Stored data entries
- - - - - - -
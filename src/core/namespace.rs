//! File identity as seen by the door.
//!
//! Resolving client file handles belongs to the namespace service; the door
//! only needs the file id and whether the file is a regular file served by a
//! pool or a special file served through the door itself.

use std::fmt;

use async_trait::async_trait;
use serde::{Deserialize, Serialize};
use thiserror::Error;
use tracing::debug;

/// Internal file identity (a pnfs id).
#[derive(Debug, Clone, PartialEq, Eq, Hash, Serialize, Deserialize)]
#[serde(transparent)]
pub struct FileId(pub String);

impl fmt::Display for FileId {
    fn fmt(&self, f: &mut fmt::Formatter<'_>) -> fmt::Result {
        f.write_str(&self.0)
    }
}

/// Opaque handle presented by the client.
#[derive(Debug, Clone, PartialEq, Eq, Hash, Serialize, Deserialize)]
#[serde(transparent)]
pub struct FileHandle(pub Vec<u8>);

#[derive(Debug, Clone, Copy, PartialEq, Eq, Serialize, Deserialize)]
#[serde(rename_all = "snake_case")]
pub enum FileKind {
    Regular,
    /// Pseudo files and anything else the door answers itself.
    Special,
}

#[derive(Debug, Clone, PartialEq, Eq, Serialize, Deserialize)]
pub struct Inode {
    pub id: FileId,
    pub kind: FileKind,
    pub handle: FileHandle,
}

#[derive(Debug, Error)]
pub enum NamespaceError {
    #[error("stale file handle")]
    Stale,
    #[error("namespace lookup failed: {0}")]
    Lookup(String),
}

#[async_trait]
pub trait Namespace: Send + Sync {
    async fn resolve(&self, handle: &FileHandle) -> Result<Inode, NamespaceError>;

    /// Drop any cached attributes of `inode`.
    fn invalidate(&self, inode: &Inode);
}

const KIND_REGULAR: u8 = 0;

/// Namespace for handles that carry their own identity: one kind byte
/// (zero for regular files) followed by the file id in ASCII.
#[derive(Debug, Default, Clone, Copy)]
pub struct HandleNamespace;

impl HandleNamespace {
    pub fn handle_for(id: &FileId, kind: FileKind) -> FileHandle {
        let tag = match kind {
            FileKind::Regular => KIND_REGULAR,
            FileKind::Special => 1,
        };
        let mut bytes = Vec::with_capacity(id.0.len() + 1);
        bytes.push(tag);
        bytes.extend_from_slice(id.0.as_bytes());
        FileHandle(bytes)
    }
}

#[async_trait]
impl Namespace for HandleNamespace {
    async fn resolve(&self, handle: &FileHandle) -> Result<Inode, NamespaceError> {
        let (tag, id) = handle.0.split_first().ok_or(NamespaceError::Stale)?;
        let id = std::str::from_utf8(id).map_err(|_| NamespaceError::Stale)?;
        if id.is_empty() {
            return Err(NamespaceError::Stale);
        }

        let kind = if *tag == KIND_REGULAR {
            FileKind::Regular
        } else {
            FileKind::Special
        };

        Ok(Inode {
            id: FileId(id.to_string()),
            kind,
            handle: handle.clone(),
        })
    }

    fn invalidate(&self, inode: &Inode) {
        // attributes are never cached here
        debug!(file = %inode.id, "Stat cache invalidated");
    }
}

#[cfg(test)]
mod tests {
    use super::*;

    #[tokio::test]
    async fn handle_namespace_resolves_kind_and_id() {
        let ns = HandleNamespace;
        let id = FileId("0000A1B2".into());

        let regular = ns
            .resolve(&HandleNamespace::handle_for(&id, FileKind::Regular))
            .await
            .unwrap();
        assert_eq!(regular.id, id);
        assert_eq!(regular.kind, FileKind::Regular);

        let special = ns
            .resolve(&HandleNamespace::handle_for(&id, FileKind::Special))
            .await
            .unwrap();
        assert_eq!(special.kind, FileKind::Special);
    }

    #[tokio::test]
    async fn empty_handle_is_stale() {
        let ns = HandleNamespace;
        assert!(matches!(
            ns.resolve(&FileHandle(vec![])).await,
            Err(NamespaceError::Stale)
        ));
        assert!(matches!(
            ns.resolve(&FileHandle(vec![0])).await,
            Err(NamespaceError::Stale)
        ));
    }
}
- - - - - - -
* _WORK TO COMPLETE_
If a line in the records above has the word "PartialEq", copy it.

* _TASK SOLUTION_
#[derive(Debug, Clone, PartialEq, Eq, Hash, Serialize, Deserialize)]
#[derive(Debug, Clone, PartialEq, Eq, Hash, Serialize, Deserialize)]
#[derive(Debug, Clone, Copy, PartialEq, Eq, Serialize, Deserialize)]
#[derive(Debug, Clone, PartialEq, Eq, Serialize, Deserialize)]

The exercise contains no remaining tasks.